■ **Directions**
Across the listing, tally the lines in which the word "when" occurs, then report the tally alone.

■ **Source material**
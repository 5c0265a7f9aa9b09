//! This modules defines the common functionality for paging data.

use std::ops::Range;

/// The page sizes a user can choose between.
pub const PAGE_SIZE_OPTIONS: [u64; 3] = [10, 20, 50];

/// The config for pagination
#[derive(Debug, Clone)]
pub struct PaginationConfig {
    /// The page number to default to when not specified in a request.
    pub default_page: u64,
    /// The number of items to display per page when not specified in a request.
    pub default_page_size: u64,
    /// The page sizes a user may select. Requests for any other size fall back
    /// to `default_page_size`.
    pub page_size_options: Vec<u64>,
}

impl Default for PaginationConfig {
    fn default() -> Self {
        Self {
            default_page: 1,
            default_page_size: PAGE_SIZE_OPTIONS[0],
            page_size_options: PAGE_SIZE_OPTIONS.to_vec(),
        }
    }
}

impl PaginationConfig {
    /// Returns `page_size` if it is one of the allowed sizes, otherwise the default size.
    pub fn page_size_or_default(&self, page_size: Option<u64>) -> u64 {
        page_size
            .filter(|size| self.page_size_options.contains(size))
            .unwrap_or(self.default_page_size)
    }
}

/// A request to move to another page.
#[derive(Debug, Clone, Copy, PartialEq, Eq)]
pub enum PageRequest {
    First,
    Previous,
    Next,
    Last,
    /// Jump to a specific page number (1-based).
    Page(u64),
}

/// The layout of one page of a list of items.
#[derive(Debug, Clone, Copy, PartialEq, Eq)]
pub struct Pagination {
    /// The number of items across all pages.
    pub total_items: u64,
    /// The maximum number of items on one page.
    pub items_per_page: u64,
    /// The number of pages, zero when there are no items.
    pub total_pages: u64,
    /// The current page (1-based), always within `1..=total_pages.max(1)`.
    pub current_page: u64,
    /// Index of the first item on the current page.
    pub start_index: u64,
    /// One past the index of the last slot on the current page.
    ///
    /// Not clipped to `total_items`; use [Pagination::slice_range] for that.
    pub end_index: u64,
}

impl Pagination {
    /// Lay out `total_items` into pages of `items_per_page` and select `current_page`.
    ///
    /// A `current_page` outside the valid range is clamped into it and an
    /// `items_per_page` of zero is treated as one.
    pub fn new(total_items: u64, items_per_page: u64, current_page: u64) -> Self {
        let items_per_page = items_per_page.max(1);
        let total_pages = total_items.div_ceil(items_per_page);
        let current_page = current_page.clamp(1, total_pages.max(1));
        let start_index = (current_page - 1) * items_per_page;
        let end_index = start_index + items_per_page;

        Self {
            total_items,
            items_per_page,
            total_pages,
            current_page,
            start_index,
            end_index,
        }
    }

    /// The index range of the current page, clipped to `0..total_items`.
    pub fn slice_range(&self) -> Range<usize> {
        let start = self.start_index.min(self.total_items) as usize;
        let end = self.end_index.min(self.total_items) as usize;

        start..end
    }

    /// The items on the current page.
    ///
    /// `items` should have `total_items` elements. Extra elements past
    /// `total_items` are never returned.
    pub fn slice<'a, T>(&self, items: &'a [T]) -> &'a [T] {
        let range = self.slice_range();
        let end = range.end.min(items.len());
        let start = range.start.min(end);

        &items[start..end]
    }

    /// Whether there are no items at all, in which case an empty state is
    /// shown instead of a table.
    pub fn is_empty(&self) -> bool {
        self.total_items == 0
    }

    /// Whether the pagination controls should be displayed.
    pub fn show_controls(&self) -> bool {
        self.total_pages > 1
    }

    /// Whether "first" and "previous" lead anywhere.
    pub fn has_previous(&self) -> bool {
        self.current_page > 1
    }

    /// Whether "next" and "last" lead anywhere.
    pub fn has_next(&self) -> bool {
        self.current_page < self.total_pages
    }

    /// The page that `request` leads to, clamped to `1..=total_pages`.
    ///
    /// Requests at a boundary leave the page unchanged, there is no wraparound.
    pub fn navigate(&self, request: PageRequest) -> u64 {
        let last_page = self.total_pages.max(1);

        let page = match request {
            PageRequest::First => 1,
            PageRequest::Previous => self.current_page.saturating_sub(1),
            PageRequest::Next => self.current_page.saturating_add(1),
            PageRequest::Last => last_page,
            PageRequest::Page(page) => page,
        };

        page.clamp(1, last_page)
    }

    /// The 1-based position of the first item shown, for "Showing a-b of n".
    pub fn first_item_number(&self) -> u64 {
        if self.is_empty() {
            0
        } else {
            self.start_index + 1
        }
    }

    /// The 1-based position of the last item shown, for "Showing a-b of n".
    pub fn last_item_number(&self) -> u64 {
        self.end_index.min(self.total_items)
    }
}

#[cfg(test)]
mod tests {
    use super::{PageRequest, Pagination, PaginationConfig};

    #[test]
    fn third_page_of_twenty_five() {
        let pagination = Pagination::new(25, 10, 3);

        assert_eq!(pagination.total_pages, 3);
        assert_eq!(pagination.start_index, 20);
        assert_eq!(pagination.end_index, 30);

        let items: Vec<u64> = (0..25).collect();
        let page = pagination.slice(&items);
        assert_eq!(page.len(), 5, "want 5 items on the last page, got {}", page.len());
        assert_eq!(page, &[20, 21, 22, 23, 24]);
    }

    #[test]
    fn empty_list_has_no_pages_or_controls() {
        let pagination = Pagination::new(0, 10, 1);

        assert_eq!(pagination.total_pages, 0);
        assert!(pagination.is_empty());
        assert!(!pagination.show_controls());
        assert!(pagination.slice::<u8>(&[]).is_empty());
        assert_eq!(pagination.first_item_number(), 0);
        assert_eq!(pagination.last_item_number(), 0);
    }

    #[test]
    fn single_page_hides_controls() {
        let pagination = Pagination::new(10, 10, 1);

        assert_eq!(pagination.total_pages, 1);
        assert!(!pagination.show_controls());
    }

    #[test]
    fn clamps_out_of_range_page() {
        assert_eq!(Pagination::new(25, 10, 9).current_page, 3);
        assert_eq!(Pagination::new(25, 10, 0).current_page, 1);
        assert_eq!(Pagination::new(0, 10, 4).current_page, 1);
    }

    #[test]
    fn zero_page_size_is_treated_as_one() {
        let pagination = Pagination::new(3, 0, 2);

        assert_eq!(pagination.items_per_page, 1);
        assert_eq!(pagination.total_pages, 3);
        assert_eq!(pagination.slice_range(), 1..2);
    }

    #[test]
    fn navigation_clamps_at_boundaries() {
        let first = Pagination::new(25, 10, 1);
        assert_eq!(first.navigate(PageRequest::Previous), 1);
        assert_eq!(first.navigate(PageRequest::Next), 2);
        assert!(!first.has_previous());
        assert!(first.has_next());

        let last = Pagination::new(25, 10, 3);
        assert_eq!(last.navigate(PageRequest::Next), 3);
        assert_eq!(last.navigate(PageRequest::Previous), 2);
        assert!(last.has_previous());
        assert!(!last.has_next());
    }

    #[test]
    fn navigation_first_and_last() {
        let pagination = Pagination::new(95, 20, 3);

        assert_eq!(pagination.navigate(PageRequest::First), 1);
        assert_eq!(pagination.navigate(PageRequest::Last), 5);
        assert_eq!(pagination.navigate(PageRequest::Page(42)), 5);
        assert_eq!(pagination.navigate(PageRequest::Page(0)), 1);
    }

    #[test]
    fn showing_range_is_clipped_to_total() {
        let pagination = Pagination::new(25, 10, 3);

        assert_eq!(pagination.first_item_number(), 21);
        assert_eq!(pagination.last_item_number(), 25);
    }

    #[test]
    fn unknown_page_size_falls_back_to_default() {
        let config = PaginationConfig::default();

        assert_eq!(config.page_size_or_default(Some(20)), 20);
        assert_eq!(config.page_size_or_default(Some(7)), 10);
        assert_eq!(config.page_size_or_default(None), 10);
    }
}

■ **Output**
3